//! Fixups and source locations: the unresolved references a fragment carries until the object
//! writer turns them into relocations.

use crate::format::RelocKind;

/// A location in a source buffer, as known to a [`crate::asm::SourceManager`].
///
/// The real toolchain resolves an opaque `SMLoc` against the source manager to find the
/// containing buffer and line number. This crate's assembler stand-in does not model macro
/// expansion or buffer concatenation, so a `SourceLoc` already carries the buffer id and line
/// directly; `SourceManager` exists as the seam a fuller front end would implement.
#[derive(Debug, Clone, Copy, PartialEq, Eq)]
pub struct SourceLoc {
    /// Which source buffer this location is in.
    pub buffer_id: u32,
    /// 1-based line number within that buffer.
    pub line: u32,
}

/// An unresolved reference left behind by instruction encoding.
#[derive(Debug, Clone, Copy)]
pub struct Fixup {
    /// Byte offset within the fragment this fixup was emitted into (before any re-basing the
    /// streamer applies when appending to an already-nonempty fragment).
    pub offset: u64,
    /// The relocation kind this fixup will become.
    pub kind: RelocKind,
    /// The right-shift amount implicit in the fixup kind (e.g. a "high byte of a 16-bit value"
    /// fixup shifts by 8). Zero for a plain direct/relative reference.
    pub shift: u32,
    /// Where in the source this fixup originated, if known.
    pub loc: Option<SourceLoc>,
}

/// Maps source locations to buffer identifiers and line numbers.
///
/// External collaborator contract (see the crate's non-goals: no DWARF or line-table emission
/// beyond this). A minimal in-memory implementation, [`BufferTable`], is provided for testing
/// and for the CLI demo.
pub trait SourceManager {
    /// The buffer a location lies in.
    fn buffer_containing(&self, loc: SourceLoc) -> u32 {
        loc.buffer_id
    }

    /// The line number of a location within its buffer.
    fn line_number(&self, loc: SourceLoc) -> u32 {
        loc.line
    }

    /// A human-readable identifier for a buffer (typically its file name), if any.
    fn buffer_identifier(&self, buffer_id: u32) -> Option<&str>;
}

/// A trivial [`SourceManager`] backed by a list of named buffers, indexed by creation order.
#[derive(Debug, Default)]
pub struct BufferTable {
    identifiers: Vec<String>,
}

impl BufferTable {
    /// An empty buffer table.
    pub fn new() -> Self {
        Self::default()
    }

    /// Register a new buffer and return its id.
    pub fn add_buffer(&mut self, identifier: impl Into<String>) -> u32 {
        self.identifiers.push(identifier.into());
        (self.identifiers.len() - 1) as u32
    }
}

impl SourceManager for BufferTable {
    fn buffer_identifier(&self, buffer_id: u32) -> Option<&str> {
        self.identifiers.get(buffer_id as usize).map(String::as_str)
    }
}
pub mod perf;
pub mod rendering;
/// Software rasterizer - tiled, 16-lane triangle pipeline
/// Caller-supplied shaders drive vertex and pixel stages
pub mod simd;

pub use perf::{CounterSnapshot, FunctionCounters, FUNCTION_COUNTERS};
pub use rendering::{
    AttribFormat, CullMode, Framebuffer, IndexFormat, Rasterizer, RasterizerConfig, ReaderError, ShadedVertexPacket,
    ShaderProgram, VaryingBuffer, VertexReader,
};
pub use simd::{VFloat, VFloat4, VInt, VMask, LANES};
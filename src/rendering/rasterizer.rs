/// Binned triangle rasterizer
///
/// A draw call shades vertices 16 triangles at a time, classifies each packet
/// against the view volume, clips what straddles it, sets up edge functions
/// and bins the surviving lanes. Flushing walks every bin in 4x4 pixel tiles
/// and hands covered, depth-passing tiles to the pixel shader.
use glam::Vec2;

use super::binning::{TriangleBatch, BIN_SIZE, BIN_SIZE_LOG2};
use super::clipper::{ClipCodes, Clipper};
use super::framebuffer::{Framebuffer, TILE_SIZE};
use super::triangle::{
    CullMode, ShadedVertexPacket, TrianglePacket, VaryingBuffer, MAX_ATTRIBS, MAX_SCREEN_EXTENT,
};
use super::vertex_reader::VertexReader;
#[cfg(feature = "profiling")]
use crate::perf::FUNCTION_COUNTERS;
use crate::simd::{VFloat, VInt, VMask, LANES};
use crate::{count_add, count_call, perf_scope};

/// Caller-supplied shading stages.
pub trait ShaderProgram {
    /// Number of entries of [`ShadedVertexPacket::attribs`] written by `shade_vertices`.
    const NUM_CUSTOM_ATTRIBS: usize;

    /// Shades the 16 vertices whose indices are currently set on `vertices`.
    fn shade_vertices(&self, vertices: &VertexReader, output: &mut ShadedVertexPacket);

    /// Shades one 4x4 tile. Only lanes in `vars.tile_mask` may be written.
    fn shade_pixels(&self, fb: &mut Framebuffer, vars: &VaryingBuffer);
}

#[derive(Copy, Clone, Debug, PartialEq)]
pub struct RasterizerConfig {
    pub cull_mode: CullMode,
    /// Clip volume extent in NDC units along X and Y; values above 1 let
    /// slightly offscreen triangles skip the clipper. Narrowed per draw so the
    /// guarded region stays within [`MAX_SCREEN_EXTENT`] pixels.
    pub guard_band: Vec2,
    /// Apply perspective correction to the weights passed to the pixel shader.
    pub perspective_correct: bool,
}

impl Default for RasterizerConfig {
    fn default() -> Self {
        Self {
            cull_mode: CullMode::CounterClockwise,
            guard_band: Vec2::ONE,
            perspective_correct: true,
        }
    }
}

pub struct Rasterizer {
    config: RasterizerConfig,
    batch: TriangleBatch,
    clipper: Clipper,
    /// Clipper output packets waiting for setup, with their live lanes
    pending: Vec<(usize, VMask)>,
}

impl Rasterizer {
    pub fn new(config: RasterizerConfig) -> Self {
        debug_assert!(config.guard_band.x >= 1.0 && config.guard_band.y >= 1.0);

        Self {
            config,
            batch: TriangleBatch::new(),
            clipper: Clipper::new(config.guard_band),
            pending: Vec::with_capacity(LANES),
        }
    }

    pub fn config(&self) -> &RasterizerConfig {
        &self.config
    }

    /// Draws the indexed triangle list described by `vertices` into `fb`.
    ///
    /// Trailing indices that don't form a whole triangle are ignored.
    pub fn draw<S: ShaderProgram>(&mut self, fb: &mut Framebuffer, vertices: &mut VertexReader, shader: &S) {
        debug_assert!(S::NUM_CUSTOM_ATTRIBS <= MAX_ATTRIBS, "too many custom attributes");
        debug_assert!(
            fb.width().max(fb.height()) as f32 <= MAX_SCREEN_EXTENT,
            "framebuffer too large for 32-bit edge functions"
        );
        count_call!(FUNCTION_COUNTERS.draw_calls);

        self.batch.resize(fb.width(), fb.height());

        let guard_band = clamp_guard_band(self.config.guard_band, fb.width(), fb.height());
        if guard_band != self.clipper.guard_band() {
            if guard_band != self.config.guard_band {
                log::debug!(
                    "Guard band {} narrowed to {} for a {}x{} target",
                    self.config.guard_band,
                    guard_band,
                    fb.width(),
                    fb.height()
                );
            }
            self.clipper.set_guard_band(guard_band);
        }

        let count = vertices.count() - vertices.count() % 3;
        let mut offset = 0;

        while offset < count {
            let live = VMask::first_n((count - offset) / 3);
            let corners = vertices.read_triangle_indices(offset);

            let slot = self.batch.alloc();
            let tri = self.batch.packet_mut(slot);
            for (v, indices) in corners.into_iter().enumerate() {
                vertices.set_indices(indices);
                shader.shade_vertices(vertices, &mut tri.vertices[v]);
            }
            count_add!(FUNCTION_COUNTERS.vertices_shaded, live.count() * 3);
            count_add!(FUNCTION_COUNTERS.triangles_submitted, live.count());

            self.bin_triangles(fb, slot, live, S::NUM_CUSTOM_ATTRIBS);

            if self.batch.is_full() {
                self.flush(fb, shader);
            }
            offset += LANES * 3;
        }
        self.flush(fb, shader);
    }

    /// Clips, sets up and bins the `live` lanes of a freshly shaded packet.
    fn bin_triangles(&mut self, fb: &Framebuffer, slot: usize, live: VMask, num_attribs: usize) {
        let (width, height) = (fb.width() as i32, fb.height() as i32);
        let cull_mode = self.config.cull_mode;

        let codes = ClipCodes::compute(self.batch.packet(slot), self.clipper.guard_band());
        let accept = codes.accept_mask & live;
        let mut clip = codes.non_trivial_mask & live;

        if clip.any() {
            // Winding can't be judged on screen once a vertex is behind the eye.
            let facing = self.batch.packet(slot).facing_mask(cull_mode);
            count_add!(FUNCTION_COUNTERS.triangles_culled, (clip & !facing).count());
            clip &= facing;
        }
        count_add!(FUNCTION_COUNTERS.triangles_culled, (live & !(accept | codes.non_trivial_mask)).count());

        self.pending.clear();
        if clip.any() {
            self.clip_lanes(slot, clip, &codes, num_attribs);
        }

        let mask = self.batch.packet_mut(slot).setup(width, height, num_attribs, cull_mode) & accept;
        count_add!(FUNCTION_COUNTERS.triangles_culled, (accept & !mask).count());
        count_add!(FUNCTION_COUNTERS.triangles_binned, mask.count());
        self.batch.bin_lanes(slot, mask);

        for i in 0..self.pending.len() {
            let (out_slot, out_live) = self.pending[i];
            // Clipped pieces keep their parent's winding; it was already tested above.
            let mask = self.batch.packet_mut(out_slot).setup(width, height, num_attribs, CullMode::None) & out_live;
            count_add!(FUNCTION_COUNTERS.triangles_binned, mask.count());
            self.batch.bin_lanes(out_slot, mask);
        }
    }

    /// Clips each lane in `mask` and packs the fanned output into new packets,
    /// queued in `self.pending`.
    fn clip_lanes(&mut self, slot: usize, mask: VMask, codes: &ClipCodes, num_attribs: usize) {
        count_add!(FUNCTION_COUNTERS.triangles_clipped, mask.count());

        let mut out_slot = self.batch.alloc();
        let mut out_lane = 0;

        for lane in mask.lanes() {
            self.clipper.load_triangle(self.batch.packet(slot), lane, num_attribs);
            self.clipper.clip(codes.out_codes[lane]);
            log::trace!(
                "Clipped triangle {} against planes {:#08b} into {} pieces",
                slot * LANES + lane,
                codes.out_codes[lane],
                self.clipper.num_triangles()
            );

            for k in 0..self.clipper.num_triangles() {
                if out_lane == LANES {
                    self.pending.push((out_slot, VMask::ALL));
                    out_slot = self.batch.alloc();
                    out_lane = 0;
                }
                self.clipper.store_triangle(self.batch.packet_mut(out_slot), out_lane, k);
                out_lane += 1;
            }
        }
        self.pending.push((out_slot, VMask::first_n(out_lane)));
    }

    /// Rasterizes every binned triangle and empties the batch.
    pub fn flush<S: ShaderProgram>(&mut self, fb: &mut Framebuffer, shader: &S) {
        if self.batch.is_empty() {
            return;
        }
        perf_scope!("rasterizer::flush");
        count_call!(FUNCTION_COUNTERS.batch_flushes);

        let mut binned = 0;
        for by in 0..self.batch.bins_y() {
            for bx in 0..self.batch.bins_x() {
                let bin = self.batch.bin(bx, by);
                binned += bin.len();

                for &id in bin {
                    let id = id as usize;
                    let tri = self.batch.packet(id / LANES);
                    draw_binned_triangle(fb, tri, id % LANES, bx, by, shader, self.config.perspective_correct);
                }
            }
        }
        log::debug!(
            "Flushed {} triangle packets ({} binned triangles across {} bins)",
            self.batch.len(),
            binned,
            self.batch.bins_x() * self.batch.bins_y()
        );

        self.batch.clear();
    }
}

impl Default for Rasterizer {
    fn default() -> Self {
        Self::new(RasterizerConfig::default())
    }
}

/// Narrows `guard_band` so that every triangle skipping the clipper spans at
/// most [`MAX_SCREEN_EXTENT`] pixels on a `width` x `height` target.
fn clamp_guard_band(guard_band: Vec2, width: u32, height: u32) -> Vec2 {
    let limit = Vec2::splat(MAX_SCREEN_EXTENT) / Vec2::new(width as f32, height as f32);
    guard_band.min(limit).max(Vec2::ONE)
}

/// Scans the part of triangle `lane` that lies in bin (bin_x, bin_y), one 4x4 tile at a time.
fn draw_binned_triangle<S: ShaderProgram>(
    fb: &mut Framebuffer,
    tri: &TrianglePacket,
    lane: usize,
    bin_x: usize,
    bin_y: usize,
    shader: &S,
    perspective_correct: bool,
) {
    let tile = TILE_SIZE as i32;
    let bin_min_x = (bin_x << BIN_SIZE_LOG2) as i32;
    let bin_min_y = (bin_y << BIN_SIZE_LOG2) as i32;

    let mut min_x = tri.min_x[lane];
    let mut min_y = tri.min_y[lane];
    let max_x = tri.max_x[lane].min(bin_min_x + BIN_SIZE as i32 - tile);
    let max_y = tri.max_y[lane].min(bin_min_y + BIN_SIZE as i32 - tile);

    let (a01, a12, a20) = (tri.a01[lane], tri.a12[lane], tri.a20[lane]);
    let (b01, b12, b20) = (tri.b01[lane], tri.b12[lane], tri.b20[lane]);
    let mut w0 = tri.weight0[lane];
    let mut w1 = tri.weight1[lane];
    let mut w2 = tri.weight2[lane];

    if min_x < bin_min_x {
        let dx = bin_min_x - min_x;
        w0 = w0.wrapping_add(a12.wrapping_mul(dx));
        w1 = w1.wrapping_add(a20.wrapping_mul(dx));
        w2 = w2.wrapping_add(a01.wrapping_mul(dx));
        min_x = bin_min_x;
    }
    if min_y < bin_min_y {
        let dy = bin_min_y - min_y;
        w0 = w0.wrapping_add(b12.wrapping_mul(dy));
        w1 = w1.wrapping_add(b20.wrapping_mul(dy));
        w2 = w2.wrapping_add(b01.wrapping_mul(dy));
        min_y = bin_min_y;
    }

    // In-tile pixel offsets, matching the tiled storage order
    let frag_x = VInt::from_fn(|i| (i % TILE_SIZE as usize) as i32);
    let frag_y = VInt::from_fn(|i| (i / TILE_SIZE as usize) as i32);

    let mut row0 = frag_x * a12 + frag_y * b12 + w0;
    let mut row1 = frag_x * a20 + frag_y * b20 + w1;
    let mut row2 = frag_x * a01 + frag_y * b01 + w2;

    let rcp_area = VFloat::splat(tri.rcp_area[lane]);
    let z0 = VFloat::splat(tri.vertices[0].position.z[lane]);
    let dz1 = VFloat::splat(tri.vertices[1].position.z[lane]);
    let dz2 = VFloat::splat(tri.vertices[2].position.z[lane]);

    let mut y = min_y;
    while y <= max_y {
        let (mut e0, mut e1, mut e2) = (row0, row1, row2);

        let mut x = min_x;
        while x <= max_x {
            count_call!(FUNCTION_COUNTERS.tiles_tested);
            let coverage = (e0 | e1 | e2).non_negative();

            if coverage.any() {
                let offset = fb.pixel_offset(x as u32, y as u32);
                let bary1 = e1.to_float() * rcp_area;
                let bary2 = e2.to_float() * rcp_area;
                let depth = dz1.fma(bary1, dz2.fma(bary2, z0));

                let stored = VFloat::load(&fb.depth()[offset..offset + LANES]);
                let mask = coverage & depth.lt(stored);

                if mask.any() {
                    count_call!(FUNCTION_COUNTERS.tiles_shaded);
                    let mut vars = VaryingBuffer::new(tri, lane, x as u32, y as u32, offset, bary1, bary2);
                    vars.tile_mask = mask;
                    vars.depth = depth;
                    if perspective_correct {
                        vars.apply_perspective_correction();
                    }
                    shader.shade_pixels(fb, &vars);
                }
            }

            e0 += a12 * tile;
            e1 += a20 * tile;
            e2 += a01 * tile;
            x += tile;
        }

        row0 += b12 * tile;
        row1 += b20 * tile;
        row2 += b01 * tile;
        y += tile;
    }
}
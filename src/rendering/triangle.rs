/// Batch-of-16 containers for shaded vertices and triangle edge-function state
use crate::simd::{VFloat, VFloat4, VInt, VMask, LANES};

/// Maximum number of custom per-vertex attributes.
pub const MAX_ATTRIBS: usize = 12;

/// Widest screen span, in pixels, of a triangle handed to [`TrianglePacket::setup`].
///
/// Edge values are bounded by `2 * span^2`, which must fit in an `i32`.
pub const MAX_SCREEN_EXTENT: f32 = 16384.0;

/// Screen-space winding that is discarded during setup.
///
/// Winding is judged on screen with Y pointing down, as the triangle appears in the framebuffer.
#[derive(Copy, Clone, Debug, Default, PartialEq, Eq)]
pub enum CullMode {
    None,
    Clockwise,
    #[default]
    CounterClockwise,
}

/// 16 vertices after vertex shading.
#[derive(Copy, Clone, Debug, Default)]
pub struct ShadedVertexPacket {
    /// Clip-space position; after triangle setup X/Y are screen coordinates,
    /// Z is z/w and W is 1/w.
    pub position: VFloat4,
    pub attribs: [VFloat; MAX_ATTRIBS],
}

impl ShadedVertexPacket {
    /// Writes `N` consecutive attributes starting at `attr_id`.
    #[inline]
    pub fn set_attribs<const N: usize>(&mut self, attr_id: usize, values: [VFloat; N]) {
        debug_assert!(attr_id + N <= MAX_ATTRIBS, "attribute range out of bounds");
        self.attribs[attr_id..attr_id + N].copy_from_slice(&values);
    }

    /// Attribute by id; ids -4..-1 address position x/y/z/w.
    #[inline(always)]
    pub fn attrib(&self, attr_id: i32) -> &VFloat {
        match attr_id {
            VaryingBuffer::ATTRIB_X => &self.position.x,
            VaryingBuffer::ATTRIB_Y => &self.position.y,
            VaryingBuffer::ATTRIB_Z => &self.position.z,
            VaryingBuffer::ATTRIB_W => &self.position.w,
            _ => &self.attribs[attr_id as usize],
        }
    }

    #[inline(always)]
    pub fn attrib_mut(&mut self, attr_id: i32) -> &mut VFloat {
        match attr_id {
            VaryingBuffer::ATTRIB_X => &mut self.position.x,
            VaryingBuffer::ATTRIB_Y => &mut self.position.y,
            VaryingBuffer::ATTRIB_Z => &mut self.position.z,
            VaryingBuffer::ATTRIB_W => &mut self.position.w,
            _ => &mut self.attribs[attr_id as usize],
        }
    }
}

/// 16 triangles with their edge functions.
///
/// Edge function `Eab(p) = Aab * (p.x - a.x) + Bab * (p.y - a.y)` with `A = dy`, `B = -dx`.
/// The weights are the edge values at the bounding box origin; a pixel is
/// inside when all three are non-negative.
#[derive(Clone, Default)]
pub struct TrianglePacket {
    pub min_x: VInt,
    pub min_y: VInt,
    pub max_x: VInt,
    pub max_y: VInt,
    pub weight0: VInt,
    pub weight1: VInt,
    pub weight2: VInt,
    pub a01: VInt,
    pub a12: VInt,
    pub a20: VInt,
    pub b01: VInt,
    pub b12: VInt,
    pub b20: VInt,
    /// 1 / (2 * signed area), always positive for live lanes
    pub rcp_area: VFloat,

    pub vertices: [ShadedVertexPacket; 3],
}

impl TrianglePacket {
    /// Lanes whose winding survives `cull_mode`, judged in clip space.
    ///
    /// Uses the determinant of the (x, y, w) rows, which gives the orientation
    /// of the visible part of the triangle even when vertices lie behind the eye.
    /// The Y flip of the viewport makes a positive determinant counter-clockwise
    /// on screen. Zero-determinant lanes are degenerate and never survive.
    pub fn facing_mask(&self, cull_mode: CullMode) -> VMask {
        let [p0, p1, p2] = [&self.vertices[0].position, &self.vertices[1].position, &self.vertices[2].position];

        let det = p0.x * (p1.y * p2.w - p2.y * p1.w) - p0.y * (p1.x * p2.w - p2.x * p1.w)
            + p0.w * (p1.x * p2.y - p2.x * p1.y);
        let zero = VFloat::splat(0.0);

        match cull_mode {
            CullMode::None => det.cmp_ne(zero),
            CullMode::Clockwise => det.gt(zero),
            CullMode::CounterClockwise => det.lt(zero),
        }
    }

    /// Computes edge variables from the shaded clip-space vertices.
    ///
    /// Applies the perspective divide and viewport transform in place, rewrites
    /// Z and the first `num_attribs` attributes of vertices 1 and 2 as deltas
    /// against vertex 0, and returns the lanes that survive culling: positive W,
    /// non-zero area, accepted winding and a non-empty bounding box.
    pub fn setup(&mut self, vp_width: i32, vp_height: i32, num_attribs: usize, cull_mode: CullMode) -> VMask {
        debug_assert!(num_attribs <= MAX_ATTRIBS);

        let half_w = VFloat::splat(vp_width as f32 * 0.5);
        let half_h = VFloat::splat(vp_height as f32 * 0.5);
        let mut mask = VMask::ALL;

        for v in self.vertices.iter_mut() {
            let pos = &mut v.position;
            mask &= pos.w.gt(VFloat::splat(0.0));

            let rw = pos.w.rcp();
            pos.x = (pos.x * rw).fma(half_w, half_w);
            pos.y = (pos.y * rw).fma(-half_h, half_h);
            pos.z = pos.z * rw;
            pos.w = rw;
        }

        let x0 = self.vertices[0].position.x.round_to_int();
        let y0 = self.vertices[0].position.y.round_to_int();
        let x1 = self.vertices[1].position.x.round_to_int();
        let y1 = self.vertices[1].position.y.round_to_int();
        let x2 = self.vertices[2].position.x.round_to_int();
        let y2 = self.vertices[2].position.y.round_to_int();

        let mut a01 = y0 - y1;
        let mut a12 = y1 - y2;
        let mut a20 = y2 - y0;
        let mut b01 = x1 - x0;
        let mut b12 = x2 - x1;
        let mut b20 = x0 - x2;

        // E01 evaluated at vertex 2. Positive means clockwise on screen.
        let mut area = a01 * (x2 - x0) + b01 * (y2 - y0);
        let zero = VInt::splat(0);

        mask &= !area.cmp_eq(zero);
        mask &= match cull_mode {
            CullMode::None => VMask::ALL,
            CullMode::Clockwise => area.lt(zero),
            CullMode::CounterClockwise => area.gt(zero),
        };

        // Flip counter-clockwise lanes so interior weights are always positive.
        let flip = area.lt(zero);
        if flip.any() {
            a01 = VInt::select(flip, -a01, a01);
            a12 = VInt::select(flip, -a12, a12);
            a20 = VInt::select(flip, -a20, a20);
            b01 = VInt::select(flip, -b01, b01);
            b12 = VInt::select(flip, -b12, b12);
            b20 = VInt::select(flip, -b20, b20);
            area = VInt::select(flip, -area, area);
        }

        let tile_align = !3;
        let min_x = x0.min(x1).min(x2).max(zero) & tile_align;
        let min_y = y0.min(y1).min(y2).max(zero) & tile_align;
        let max_x = x0.max(x1).max(x2).min(VInt::splat(vp_width - 1)) & tile_align;
        let max_y = y0.max(y1).max(y2).min(VInt::splat(vp_height - 1)) & tile_align;
        mask &= min_x.le(max_x) & min_y.le(max_y);

        self.weight0 = a12 * (min_x - x1) + b12 * (min_y - y1);
        self.weight1 = a20 * (min_x - x2) + b20 * (min_y - y2);
        self.weight2 = a01 * (min_x - x0) + b01 * (min_y - y0);

        self.rcp_area = area.to_float().rcp();
        mask &= self.rcp_area.is_finite();

        self.min_x = min_x;
        self.min_y = min_y;
        self.max_x = max_x;
        self.max_y = max_y;
        self.a01 = a01;
        self.a12 = a12;
        self.a20 = a20;
        self.b01 = b01;
        self.b12 = b12;
        self.b20 = b20;

        let [v0, v1, v2] = &mut self.vertices;
        v1.position.z -= v0.position.z;
        v2.position.z -= v0.position.z;
        for i in 0..num_attribs {
            v1.attribs[i] -= v0.attribs[i];
            v2.attribs[i] -= v0.attribs[i];
        }

        mask
    }
}

/// Read-only view of one triangle's interpolated attributes over a 4x4 tile.
pub struct VaryingBuffer<'a> {
    vertices: &'a [ShadedVertexPacket; 3],
    lane: usize,

    /// Top-left pixel of the tile
    pub x: u32,
    pub y: u32,
    /// Offset of the tile in the framebuffer planes
    pub tile_offset: usize,
    /// Pixels covered by the triangle that passed the depth test
    pub tile_mask: VMask,
    /// Barycentric weights of vertices 1 and 2
    pub w1: VFloat,
    pub w2: VFloat,
    /// Interpolated z/w
    pub depth: VFloat,
}

impl<'a> VaryingBuffer<'a> {
    pub const ATTRIB_X: i32 = -4;
    pub const ATTRIB_Y: i32 = -3;
    pub const ATTRIB_Z: i32 = -2;
    pub const ATTRIB_W: i32 = -1;

    /// Varyings for triangle `lane` of a packet that went through [`TrianglePacket::setup`].
    pub fn new(triangle: &'a TrianglePacket, lane: usize, x: u32, y: u32, tile_offset: usize, w1: VFloat, w2: VFloat) -> Self {
        debug_assert!(lane < LANES);
        Self {
            vertices: &triangle.vertices,
            lane,
            x,
            y,
            tile_offset,
            tile_mask: VMask::NONE,
            w1,
            w2,
            depth: VFloat::default(),
        }
    }

    /// Attribute value without interpolation.
    /// For `vertex_id != 0` this is `attr[vertex_id] - attr[0]`, except for the
    /// position X, Y (screen pixels) and W (1/w), which are absolute.
    #[inline(always)]
    pub fn get_flat(&self, attr_id: i32, vertex_id: usize) -> VFloat {
        debug_assert!((-4..MAX_ATTRIBS as i32).contains(&attr_id));
        debug_assert!(vertex_id < 3);
        VFloat::splat(self.vertices[vertex_id].attrib(attr_id).0[self.lane])
    }

    /// Interpolates an attribute with the current barycentric weights: `v0 + d1 * w1 + d2 * w2`.
    ///
    /// Only Z and the custom attributes are stored as deltas, so X, Y and W can't be interpolated.
    #[inline(always)]
    pub fn get_smooth(&self, attr_id: i32) -> VFloat {
        debug_assert!(attr_id >= Self::ATTRIB_Z, "position X, Y and W are not interpolatable");
        let v0 = self.get_flat(attr_id, 0);
        let v1 = self.get_flat(attr_id, 1);
        let v2 = self.get_flat(attr_id, 2);
        v1.fma(self.w1, v2.fma(self.w2, v0))
    }

    /// Interpolates `N` consecutive attributes.
    #[inline(always)]
    pub fn get_smooth_n<const N: usize>(&self, attr_id: i32) -> [VFloat; N] {
        std::array::from_fn(|i| self.get_smooth(attr_id + i as i32))
    }

    /// Converts the screen-linear weights into perspective-correct ones.
    pub fn apply_perspective_correction(&mut self) {
        let v0 = self.get_flat(Self::ATTRIB_W, 0);
        let v1 = self.get_flat(Self::ATTRIB_W, 1);
        let v2 = self.get_flat(Self::ATTRIB_W, 2);
        let vp = (v1 - v0).fma(self.w1, (v2 - v0).fma(self.w2, v0)).rcp();

        self.w1 *= vp * v1;
        self.w2 *= vp * v2;
    }
}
##########
Task: Copy out every line of the material above that contains the string "RelocKind".

Exercise answer:
use crate::format::RelocKind;
    pub kind: RelocKind,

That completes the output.